The present invention will be described on the basis of detailed experiments that lead to the success of the present invention.

Slab of silicon steel containing C: 0.043% by weight (hereinafter simply expressed as%), Si: 3.45%, Mn: 0.068%, Se: 0.022%, Sb: 0.025%, and Mo: 0.013% for 4 hours. And hot rolled to form a 2.2 mm thick hot rolled plate, which was then cold rolled twice through intermediate annealing at 980 ° C. for 120 minutes to obtain a 0.20 mm thick final cold rolled plate. Next, decarburization and primary recrystallization annealing were performed on a cold rolled sheet under a 820 ° C. wet hydrogen atmosphere, coated with a slurry of an annealing atmosphere composed mainly of MgO, and goth through secondary recrystallization annealing at 850 ° C. for 50 hours. The secondary recrystallized particles in the aroma were selectively grown, and then purified annealing for 5 hours at 1200 ° C. under a dry atmosphere to obtain a sample plate (A). In addition, an insulating layer composed mainly of phosphate and colloidal silica is formed with a part of the sample plate A to obtain a sample plate B. Thereafter, the following processing steps (1) to (4) are performed on each of the sample plates (A) and (B), whereby microdeformation or microregions are locally formed in the direction perpendicular to the rolling direction of the plate at 8 mm intervals. .

(1) cutting with a knife;

(2) YAG laser irradiation (energy per spot: 4 × 10 ^-3 J, spot diameter: 0.15 mm, distance between spot centers: 0.3 mm, scanning interval: 8 mm)

(3) EB irradiation (acceleration voltage: 100 mA, current: 0.7 mA, spot diameter: 1.0 mm, distance between spot centers: 0.3 mm, scanning interval: 8 mm);

(4) EB irradiation (acceleration voltage: 100 mA, current: 3.0 mA, spot diameter: 0.15 mm, distance between spot centers: 0.3 mm, scanning interval: 8 mm);

Each treated sample is strain relief annealed at 800 ° C. for 2 hours. Magnetic properties measured after strain relief annealing are shown in Table 1 below.

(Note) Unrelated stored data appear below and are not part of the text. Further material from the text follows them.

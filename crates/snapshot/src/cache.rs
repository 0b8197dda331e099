//! Bounded LRU cache for lazily fetched detail, with single-flight fetches.
//!
//! Writes move an entry to the most-recent end; the oldest entry is evicted
//! once the cache exceeds its capacity. While a fetch for an id is
//! outstanding, further requests for that id are suppressed.

use std::collections::{HashMap, HashSet, VecDeque};
use std::future::Future;
use std::sync::{Mutex, MutexGuard, PoisonError};

/// Default number of entries kept.
pub const DEFAULT_CAPACITY: usize = 100;

/// Outcome of [`MetadataCache::get_or_fetch`].
#[derive(Debug, Clone, PartialEq, Eq)]
pub enum FetchOutcome<V, E> {
    /// Served from the cache; no fetch ran
    Cached(V),
    /// Fetched now and stored
    Fetched(V),
    /// Another fetch for this id is outstanding; nothing ran
    InFlight,
    /// The fetch ran and failed; nothing was stored
    Failed(E),
}

#[derive(Debug)]
struct Inner<V> {
    entries: HashMap<String, V>,
    /// Oldest first
    order: VecDeque<String>,
    loading: HashSet<String>,
}

/// LRU keyed by service id.
#[derive(Debug)]
pub struct MetadataCache<V> {
    capacity: usize,
    inner: Mutex<Inner<V>>,
}

impl<V: Clone> Default for MetadataCache<V> {
    fn default() -> Self {
        Self::new(DEFAULT_CAPACITY)
    }
}

impl<V: Clone> MetadataCache<V> {
    pub fn new(capacity: usize) -> Self {
        Self {
            capacity: capacity.max(1),
            inner: Mutex::new(Inner {
                entries: HashMap::new(),
                order: VecDeque::new(),
                loading: HashSet::new(),
            }),
        }
    }

    fn lock(&self) -> MutexGuard<'_, Inner<V>> {
        self.inner.lock().unwrap_or_else(PoisonError::into_inner)
    }

    pub fn capacity(&self) -> usize {
        self.capacity
    }

    pub fn len(&self) -> usize {
        self.lock().entries.len()
    }

    pub fn is_empty(&self) -> bool {
        self.len() == 0
    }

    /// Read an entry. Reads do not change recency.
    pub fn get(&self, id: &str) -> Option<V> {
        self.lock().entries.get(id).cloned()
    }

    /// Write an entry, moving it to the most-recent end.
    pub fn insert(&self, id: &str, value: V) {
        let mut inner = self.lock();
        if inner.entries.insert(id.to_string(), value).is_some() {
            inner.order.retain(|k| k != id);
        }
        inner.order.push_back(id.to_string());

        while inner.entries.len() > self.capacity {
            let Some(oldest) = inner.order.pop_front() else {
                break;
            };
            inner.entries.remove(&oldest);
            log::debug!("Evicted {} from metadata cache", oldest);
        }
    }

    pub fn remove(&self, id: &str) -> Option<V> {
        let mut inner = self.lock();
        inner.order.retain(|k| k != id);
        inner.entries.remove(id)
    }

    /// Ids from oldest to most recently written.
    pub fn keys(&self) -> Vec<String> {
        self.lock().order.iter().cloned().collect()
    }

    pub fn is_loading(&self, id: &str) -> bool {
        self.lock().loading.contains(id)
    }

    /// Mark `id` as loading. Returns `None` if a load is already outstanding.
    /// The mark is cleared when the guard drops.
    pub fn begin_load(&self, id: &str) -> Option<LoadGuard<'_, V>> {
        let mut inner = self.lock();
        if !inner.loading.insert(id.to_string()) {
            return None;
        }
        Some(LoadGuard {
            cache: self,
            id: id.to_string(),
        })
    }

    /// Check for a cached value and take the loading mark under one lock.
    fn claim(&self, id: &str) -> Claim<'_, V> {
        let mut inner = self.lock();
        if let Some(value) = inner.entries.get(id) {
            return Claim::Cached(value.clone());
        }
        if !inner.loading.insert(id.to_string()) {
            return Claim::InFlight;
        }
        Claim::Load(LoadGuard {
            cache: self,
            id: id.to_string(),
        })
    }

    /// Return the cached value, or run `fetch` unless one is already
    /// outstanding for `id`.
    pub async fn get_or_fetch<F, Fut, E>(&self, id: &str, fetch: F) -> FetchOutcome<V, E>
    where
        F: FnOnce() -> Fut,
        Fut: Future<Output = Result<V, E>>,
    {
        let _guard = match self.claim(id) {
            Claim::Cached(value) => return FetchOutcome::Cached(value),
            Claim::InFlight => {
                log::debug!("Fetch for {} already in flight", id);
                return FetchOutcome::InFlight;
            }
            Claim::Load(guard) => guard,
        };

        match fetch().await {
            Ok(value) => {
                self.insert(id, value.clone());
                FetchOutcome::Fetched(value)
            }
            Err(e) => FetchOutcome::Failed(e),
        }
    }
}

enum Claim<'a, V> {
    Cached(V),
    InFlight,
    Load(LoadGuard<'a, V>),
}

/// Clears the loading mark for one id on drop.
pub struct LoadGuard<'a, V> {
    cache: &'a MetadataCache<V>,
    id: String,
}

impl<V> Drop for LoadGuard<'_, V> {
    fn drop(&mut self) {
        self.cache
            .inner
            .lock()
            .unwrap_or_else(PoisonError::into_inner)
            .loading
            .remove(&self.id);
    }
}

For comparison, the magnetic properties of the untreated plate (fine area, no introduction of strain relief annealing) are also shown in Table 1.

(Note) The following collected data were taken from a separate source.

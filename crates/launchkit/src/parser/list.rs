//! Parser for `launchctl list` rows (`PID  Status  Label`).

use super::{is_safe_label, parse_number};
use crate::types::ListEntry;
use regex::Regex;
use std::sync::LazyLock;

/// Rows start with `-` or a number followed by whitespace.
static DATA_ROW: LazyLock<Regex> =
    LazyLock::new(|| Regex::new(r"^(?:-|\d+|0[xX][0-9a-fA-F]+)\s").expect("valid row regex"));

/// Prefixes of diagnostic lines launchctl interleaves with data.
const ERROR_PREFIXES: &[&str] = &[
    "could not",
    "couldn't",
    "error:",
    "error ",
    "permission denied",
    "warning:",
    "unable to",
    "launchctl:",
    "operation not permitted",
];

/// Parse list output into entries, in input order.
///
/// Empty or header-only input yields an empty list.
pub fn parse_list(output: &str) -> Vec<ListEntry> {
    output.lines().filter_map(parse_line).collect()
}

fn parse_line(raw: &str) -> Option<ListEntry> {
    let line = raw.trim();
    if line.is_empty() || is_header(line) || is_error_line(line) {
        return None;
    }

    let entry = split_tabs(line).or_else(|| split_whitespace(line))?;
    if !is_safe_label(&entry.label) {
        log::debug!("Discarding list row with unsafe label: {line:?}");
        return None;
    }
    Some(entry)
}

fn is_header(line: &str) -> bool {
    if DATA_ROW.is_match(line) {
        return false;
    }
    let lower = line.to_lowercase();
    lower.contains("pid") && (lower.contains("status") || lower.contains("label"))
}

fn is_error_line(line: &str) -> bool {
    // A data row wins even if its label contains an error word
    if DATA_ROW.is_match(line) {
        return false;
    }
    let lower = line.to_lowercase();
    ERROR_PREFIXES.iter().any(|p| lower.starts_with(p))
}

fn split_tabs(line: &str) -> Option<ListEntry> {
    // Runs of tabs count as one separator
    let fields: Vec<&str> = line
        .split('\t')
        .map(str::trim)
        .filter(|f| !f.is_empty())
        .collect();
    if fields.len() < 3 {
        return None;
    }
    build_entry(fields[0], fields[1], fields[2])
}

fn split_whitespace(line: &str) -> Option<ListEntry> {
    let fields: Vec<&str> = line.split_whitespace().collect();
    if fields.len() < 3 {
        return None;
    }
    build_entry(fields[0], fields[1], fields[2])
}

fn build_entry(pid: &str, status: &str, label: &str) -> Option<ListEntry> {
    let pid = parse_number(pid).ok()?;
    let exit_status = parse_number(status).ok()?;
    let label = label.trim();
    if label.is_empty() {
        return None;
    }
    Some(ListEntry {
        pid: pid.and_then(|p| u32::try_from(p).ok()),
        exit_status: exit_status.and_then(|s| i32::try_from(s).ok()),
        label: label.to_string(),
    })
}
//! Service discovery.
//!
//! One pass runs the primary listing, indexes plist directories, reads
//! disabled overrides and lists system extensions. Only the primary listing
//! is critical; everything else degrades to an empty contribution.

use crate::action::LAUNCHCTL;
use crate::classify::ServiceClassifier;
use crate::context::Context;
use crate::error::{Error, Result};
use crate::exec::Executor;
use crate::parser::{parse_disabled, parse_extensions, parse_list};
use crate::types::{
    Domain, ExtensionRecord, Inferred, ListEntry, Service, ServiceStatus, ServiceType,
};
use std::collections::{HashMap, HashSet};
use std::path::{Path, PathBuf};
use walkdir::WalkDir;

/// Extension manager binary.
pub const SYSTEMEXTENSIONSCTL: &str = "systemextensionsctl";

/// Label segments too generic to stand alone as a display name.
const GENERIC_SEGMENTS: &[&str] = &["agent", "helper", "daemon", "service", "launcher", "xpc"];

/// Where a plist was found, and what its directory says about it.
#[derive(Debug, Clone, PartialEq, Eq)]
pub struct PlistLocation {
    pub path: PathBuf,
    pub kind: Option<ServiceType>,
    pub domain: Option<Domain>,
}

impl PlistLocation {
    fn from_path(path: PathBuf) -> Self {
        let dir = path
            .parent()
            .and_then(Path::file_name)
            .and_then(|n| n.to_str())
            .unwrap_or_default();
        let (kind, domain) = match dir {
            "LaunchDaemons" => (Some(ServiceType::Daemon), Some(Domain::System)),
            "LaunchAgents" => (Some(ServiceType::Agent), Some(Domain::Gui)),
            _ => (None, None),
        };
        Self { path, kind, domain }
    }
}

/// Index `*.plist` files directly inside each root by file stem.
///
/// Earlier roots win on duplicate stems. Missing roots are skipped.
pub fn index_plists(roots: &[PathBuf]) -> HashMap<String, PlistLocation> {
    let mut index = HashMap::new();
    for root in roots {
        if !root.is_dir() {
            log::debug!("Skipping missing plist root {}", root.display());
            continue;
        }
        for entry in WalkDir::new(root)
            .min_depth(1)
            .max_depth(1)
            .into_iter()
            .filter_map(std::result::Result::ok)
        {
            let path = entry.path();
            if !entry.file_type().is_file()
                || path.extension().and_then(|e| e.to_str()) != Some("plist")
            {
                continue;
            }
            if let Some(stem) = path.file_stem().and_then(|s| s.to_str()) {
                index
                    .entry(stem.to_string())
                    .or_insert_with(|| PlistLocation::from_path(path.to_path_buf()));
            }
        }
    }
    log::debug!("Indexed {} plists", index.len());
    index
}

/// Human-readable name derived from a reverse-DNS label.
pub fn display_name(label: &str) -> String {
    let segments: Vec<&str> = label
        .split('.')
        .filter(|s| !s.is_empty() && !s.chars().all(|c| c.is_ascii_digit()))
        .collect();
    match segments.as_slice() {
        [] => label.to_string(),
        [.., prev, last] if GENERIC_SEGMENTS.contains(&last.to_lowercase().as_str()) => {
            format!("{prev} {last}")
        }
        [.., last] => (*last).to_string(),
    }
}

/// Label-only guess of a service's kind.
fn guess_kind(label: &str, domain: Domain) -> ServiceType {
    let lower = label.to_lowercase();
    if lower.contains("agent") {
        ServiceType::Agent
    } else if lower.contains("daemon") || domain == Domain::System {
        ServiceType::Daemon
    } else {
        ServiceType::Agent
    }
}

/// Discovers services through the service manager.
pub struct Discovery<'a> {
    ctx: &'a Context,
    exec: &'a Executor,
    classifier: ServiceClassifier,
}

impl<'a> Discovery<'a> {
    pub fn new(ctx: &'a Context, exec: &'a Executor) -> Self {
        Self {
            ctx,
            exec,
            classifier: ctx.classifier(),
        }
    }

    /// Run a full discovery pass.
    ///
    /// Fails only when the primary listing fails.
    pub async fn discover(&self) -> Result<Vec<Service>> {
        let roots = self.ctx.plist_roots();
        let gui = self.ctx.gui_domain();
        let (entries, index, gui_disabled, system_disabled, extensions) = tokio::join!(
            self.list(),
            async move {
                tokio::task::spawn_blocking(move || index_plists(&roots))
                    .await
                    .unwrap_or_else(|e| {
                        log::warn!("Plist index task failed: {}", e);
                        HashMap::new()
                    })
            },
            self.disabled(&gui),
            self.disabled("system"),
            self.extensions(),
        );
        let entries = entries?;

        let mut seen = HashSet::new();
        let mut services = Vec::with_capacity(entries.len() + extensions.len());
        let listed_domain = if self.ctx.is_root {
            Domain::System
        } else {
            Domain::Gui
        };

        for entry in &entries {
            let location = index.get(&entry.label);
            let disabled = match location.and_then(|l| l.domain).unwrap_or(listed_domain) {
                Domain::System => &system_disabled,
                Domain::User | Domain::Gui => &gui_disabled,
            };
            let service = self.build(entry, location, listed_domain, !disabled.contains(&entry.label));
            if seen.insert(service.id.clone()) {
                services.push(service);
            }
        }

        // Installed but not loaded
        let mut unloaded: Vec<_> = index.iter().collect();
        unloaded.sort_by(|a, b| a.0.cmp(b.0));
        for (label, location) in unloaded {
            if !crate::parser::is_safe_label(label) {
                continue;
            }
            let domain = location.domain.unwrap_or(listed_domain);
            if seen.contains(&Service::make_id(domain, label)) {
                continue;
            }
            let disabled = match domain {
                Domain::System => &system_disabled,
                Domain::User | Domain::Gui => &gui_disabled,
            };
            let entry = ListEntry {
                pid: None,
                exit_status: None,
                label: label.clone(),
            };
            let service = self.build(&entry, Some(location), listed_domain, !disabled.contains(label));
            seen.insert(service.id.clone());
            services.push(service);
        }

        for record in &extensions {
            let service = self.build_extension(record);
            if seen.insert(service.id.clone()) {
                services.push(service);
            }
        }

        log::info!(
            "Discovered {} services ({} listed, {} extensions)",
            services.len(),
            entries.len(),
            extensions.len()
        );
        Ok(services)
    }

    async fn list(&self) -> Result<Vec<ListEntry>> {
        let spec = self.exec.spec(LAUNCHCTL, ["list"]);
        let output = self
            .exec
            .exec_with_retry(&spec)
            .await
            .map_err(|e| Error::DiscoveryFailed {
                message: e.to_string(),
            })?;
        if !output.success() {
            return Err(Error::DiscoveryFailed {
                message: format!(
                    "launchctl list exited {}: {}",
                    output.exit_code,
                    output.error_text()
                ),
            });
        }
        Ok(parse_list(&output.stdout))
    }

    async fn disabled(&self, domain: &str) -> HashSet<String> {
        let spec = self.exec.spec(LAUNCHCTL, ["print-disabled", domain]);
        match self.exec.exec_once(&spec).await {
            Ok(output) if output.success() => parse_disabled(&output.stdout),
            Ok(output) => {
                log::debug!("print-disabled {} exited {}", domain, output.exit_code);
                HashSet::new()
            }
            Err(e) => {
                log::debug!("print-disabled {} failed: {}", domain, e);
                HashSet::new()
            }
        }
    }

    async fn extensions(&self) -> Vec<ExtensionRecord> {
        let spec = self.exec.spec(SYSTEMEXTENSIONSCTL, ["list"]);
        match self.exec.exec_once(&spec).await {
            Ok(output) if output.success() => parse_extensions(&output.stdout),
            Ok(output) => {
                log::warn!("Extension listing failed: {}", output.error_text());
                Vec::new()
            }
            Err(e) => {
                log::warn!("Extension listing unavailable: {}", e);
                Vec::new()
            }
        }
    }

    fn build(
        &self,
        entry: &ListEntry,
        location: Option<&PlistLocation>,
        listed_domain: Domain,
        enabled: bool,
    ) -> Service {
        let domain = match location.and_then(|l| l.domain) {
            Some(d) => Inferred::confirmed(d),
            None => Inferred::provisional(listed_domain),
        };
        let kind = match location.and_then(|l| l.kind) {
            Some(k) => Inferred::confirmed(k),
            None => Inferred::provisional(guess_kind(&entry.label, domain.value)),
        };
        let file_path = location.map(|l| l.path.clone());
        let path = file_path.as_deref();
        let last_error = match entry.exit_status {
            Some(code) if ServiceStatus::derive(None, Some(code), true) == ServiceStatus::Error => {
                Some(format!("Last exit status {code}"))
            }
            _ => None,
        };

        Service {
            id: Service::make_id(domain.value, &entry.label),
            label: entry.label.clone(),
            display_name: display_name(&entry.label),
            kind,
            domain,
            status: ServiceStatus::derive(entry.pid, entry.exit_status, enabled),
            protection: self.classifier.protection(&entry.label, path),
            pid: entry.pid,
            exit_status: entry.exit_status,
            enabled,
            is_vendor_owned: self.classifier.is_vendor_owned(&entry.label, path),
            requires_root: self.classifier.requires_root(domain.value, path),
            file_path,
            description: None,
            last_error,
            team_id: None,
            version: None,
            extension_state: None,
            categories: None,
        }
    }

    fn build_extension(&self, record: &ExtensionRecord) -> Service {
        let label = &record.bundle_id;
        Service {
            id: Service::make_id(Domain::System, label),
            label: label.clone(),
            display_name: record.name.clone().unwrap_or_else(|| display_name(label)),
            kind: Inferred::confirmed(ServiceType::Extension),
            domain: Inferred::confirmed(Domain::System),
            status: record.status,
            protection: self.classifier.protection(label, None),
            pid: None,
            exit_status: None,
            enabled: record.enabled,
            is_vendor_owned: self.classifier.is_vendor_owned(label, None),
            requires_root: true,
            file_path: None,
            description: None,
            last_error: (record.status == ServiceStatus::Error)
                .then(|| record.state.clone())
                .flatten(),
            team_id: record.team_id.clone(),
            version: record.version.clone(),
            extension_state: record.state.clone(),
            categories: Some(record.categories.clone()),
        }
    }
}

As shown in Table 1, when each treatment process (3) and (4) is performed on each of the sample plates (A) and (B), the iron loss value is improved to 0.05 to 0.08 W / kg compared with that of the other cases. do.

In the sample plate treated by the process (4), the microconvex region is observed on the back surface of the plate, and it can be seen that the pushed microregion is introduced to the back surface of the plate.

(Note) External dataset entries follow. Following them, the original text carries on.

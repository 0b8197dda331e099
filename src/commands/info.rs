use crate::Context;
use crate::commands::{find_service, load_services};
use crate::ui;
use anyhow::{Result, bail};
use launchkit::{Client, Inferred, Service, ServiceDetail};
use snapshot::{FetchOutcome, MetadataCache};

pub async fn run(ctx: &Context, label: &str) -> Result<()> {
    let client = ctx.client()?;
    let services = load_services(ctx, &client).await?;
    let service = find_service(&client, &services, label)?;

    let cache = MetadataCache::new(ctx.config.cache.capacity);
    let detail = fetch_cached(&client, &cache, service).await?;
    print_detail(&client, service, &detail);
    Ok(())
}

/// Fetch detail through the cache.
pub async fn fetch_cached(
    client: &Client,
    cache: &MetadataCache<ServiceDetail>,
    service: &Service,
) -> Result<ServiceDetail> {
    match cache
        .get_or_fetch(&service.id, || client.fetch_detail(service))
        .await
    {
        FetchOutcome::Cached(detail) | FetchOutcome::Fetched(detail) => Ok(detail),
        FetchOutcome::InFlight => bail!("Detail for {} is already being fetched", service.label),
        FetchOutcome::Failed(e) => Err(e.into()),
    }
}

pub fn print_detail(client: &Client, service: &Service, detail: &ServiceDetail) {
    let refined = client.refine(service, detail);

    ui::header(&refined.label);
    ui::kv("Name", &refined.display_name);
    ui::kv("Type", &inferred(refined.kind));
    ui::kv("Domain", &inferred(refined.domain));
    ui::kv("Status", &ui::status(refined.status).to_string());
    if let Some(pid) = detail.pid.or(refined.pid) {
        ui::kv("PID", &pid.to_string());
    }
    if let Some(code) = detail.exit_status.or(refined.exit_status) {
        ui::kv("Last exit", &code.to_string());
    }
    if let Some(state) = &detail.state {
        ui::kv("State", state);
    }
    ui::kv("Protection", refined.protection.as_str());
    ui::kv("Requires root", if refined.requires_root { "yes" } else { "no" });
    if let Some(path) = &refined.file_path {
        ui::kv("Plist", &path.display().to_string());
    }
    if let Some(program) = &detail.program {
        ui::kv("Program", program);
    }
    if !detail.arguments.is_empty() {
        ui::kv("Arguments", &detail.arguments.join(" "));
    }
    if let Some(run_at_load) = detail.run_at_load {
        ui::kv("Run at load", &run_at_load.to_string());
    }
    if let Some(keep_alive) = detail.keep_alive {
        ui::kv("Keep alive", &keep_alive.to_string());
    }
    if let Some(description) = &refined.description {
        ui::kv("Description", description);
    }
    if let Some(team) = &refined.team_id {
        ui::kv("Team ID", team);
    }
    if let Some(version) = &refined.version {
        ui::kv("Version", version);
    }
    if let Some(categories) = &refined.categories {
        ui::kv("Categories", &categories.join(", "));
    }
    if let Some(error) = &refined.last_error {
        ui::warn(error);
    }
}

/// `value` for confirmed values, `value (guessed)` otherwise.
fn inferred<T: std::fmt::Display>(value: Inferred<T>) -> String {
    if value.is_confirmed() {
        value.value.to_string()
    } else {
        format!("{} (guessed)", value.value)
    }
}

#[cfg(test)]
mod tests {
    use super::*;
    use launchkit::{Domain, ServiceType};

    #[test]
    fn test_inferred_label() {
        assert_eq!(inferred(Inferred::confirmed(ServiceType::Daemon)), "daemon");
        assert_eq!(inferred(Inferred::provisional(Domain::Gui)), "gui (guessed)");
    }
}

The reason why the iron loss value of the sample treated by the process (3) is improved compared to that processed by the processes (1) and (2) is that even when strain relief annealing as shown in FIG. The microregions of the forsterite layer (1) and the insulating layer (2) pushed into the base metal (3) (secondary recrystallized particles having a goth direction) in the magnetic region act as nuclei for effective low smoke of the magnetic region. It is due to the fact that refining is possible.

Moreover, the reason why the iron loss value of the sample treated by the process (4) is considerably improved compared to that of the other samples is that base micrometals, as shown in FIG. 1B, extend to the back surface of the plate as shown in FIG. It penetrates further into (3) and is due to the fact that it acts as a strong nucleus for magnetic field retraining.

Moreover, the deep penetration of the microspheres of the forsterite layer and the insulating layer into the base metal in the width direction of the plate can be achieved first by using an EB having a high voltage of 65 to 500 mA and a low current of 0.001 to 5 mA. have. As shown in FIG. 2, the use of high voltage and low current EB is stronger in depth penetration and narrower in penetration width than other means (laser, plasma, mechanical means, etc.), so that the forsterite layer and the insulating layer It can be pushed into the base metal without extinction.

The EB investigation event will then be described in connection with the following experiment.

A slab of silicon steel containing C: 0.042%, Si: 3.42%, Mn: 0.072%, Se: 0.021%, Sb: 0.023%, and Mo: 0.013% was heated at 1370 ° C for 4 hours, and hot rolled to 2.2 mm thick. The hot rolled sheet was formed and then cold rolled twice through intermediate annealing at 980 ° C. for 120 minutes to obtain a final cold rolled sheet having a thickness of 0.20 mm. The cold rolled plate was subjected to decarburization and primary recrystallization annealing at 820 ° C. under wet hydrogen atmosphere to treat the slurry surface of the annealing separator consisting mainly of MgO on the surface of the plate, and then the plate was recrystallized at 850 ° C. for 50 hours. The secondary recrystallized particles in the goth direction were selectively grown through the illing, and then purified annealing for 5 hours at 1200 ° C. under a dry atmosphere to obtain a sample plate (C). In addition, an insulating layer composed mainly of phosphate and colloidal silica is formed on a part of the sample plate (C) to obtain a sample plate (D).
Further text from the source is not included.